The plot, which grows more convoluted and pointless by the minute, begins in 1916 London at the start of World War I, when an adventuress named Lily Houghton (Emily Blunt) embarks on a dangerous expedition to the Amazon jungle to find a magic tree with amazing healing powers called Tears of the Moon. Apparently the petals of its legendary flowers are rumored to cure everything from shingles to syphilis, so Lily and her brother MacGregor (Jack Whitehall) set out to pick some and take them home to the civilized world. Reluctantly engaged to guide them is Frank Wolff (Dwayne Johnson), a big, beefy buffoon of a sea captain with a tramp steamer.


JUNGLE CRUISE ★★
(2/4 stars)
Directed by: Jaume Collet-Serra
Written by: Michael Green, Glenn Ficarra, John Requa, John Norville (story), Josh Goldstein (story)
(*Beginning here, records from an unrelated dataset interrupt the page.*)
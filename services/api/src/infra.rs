use chrono::NaiveDate;
use metrics_exporter_prometheus::PrometheusHandle;
use mvj::error::AppError;
use mvj::store::memory::ReferenceData;
use std::sync::atomic::AtomicBool;
use std::sync::Arc;

const REFERENCE_DATA: &str = include_str!("../data/reference.json");

#[derive(Clone)]
pub(crate) struct AppState {
    pub(crate) readiness: Arc<AtomicBool>,
    pub(crate) metrics: Arc<PrometheusHandle>,
}

/// Receivable types, holidays and the other lookup tables every deployment starts with.
pub(crate) fn reference_data() -> Result<ReferenceData, AppError> {
    Ok(serde_json::from_str(REFERENCE_DATA)?)
}

pub(crate) fn parse_date(raw: &str) -> Result<NaiveDate, String> {
    NaiveDate::parse_from_str(raw.trim(), "%Y-%m-%d")
        .map_err(|err| format!("failed to parse '{raw}' as YYYY-MM-DD ({err})"))
}

#[cfg(test)]
mod tests {
    use super::*;

    #[test]
    fn bundled_reference_data_parses() {
        let reference = reference_data().expect("reference data");
        assert!(!reference.receivable_types.is_empty());
        assert!(reference
            .plot_search_subtypes
            .iter()
            .all(|subtype| reference
                .plot_search_types
                .iter()
                .any(|kind| kind.id == subtype.plot_search_type)));
    }

    #[test]
    fn parse_date_reports_the_offending_value() {
        assert_eq!(
            parse_date(" 2024-02-29 "),
            Ok(NaiveDate::from_ymd_opt(2024, 2, 29).expect("valid date"))
        );
        assert!(parse_date("29.2.2024")
            .expect_err("finnish format rejected")
            .contains("29.2.2024"));
    }
}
Starring: Dwayne Johnson, Emily Blunt, Édgar Ramírez, Jack Whitehall, Jesse Plemons, Paul Giamatti
Running time: 127 mins.


They hate each other at first sight. Lily calls Frank “Skippy” to annoy him. Frank annoys Lily and everyone else with gags like “We’re heading into headhunter territory, which is a terrible place to be-headed.” (These are the jokes, folks.) Still they chug ahead, through typhoons, rapids, explosions and countless distractions designed to make you forget that there is no plot and the movie is going nowhere. The director, Jaume Collet-Serra, seems to be making it up as he goes along.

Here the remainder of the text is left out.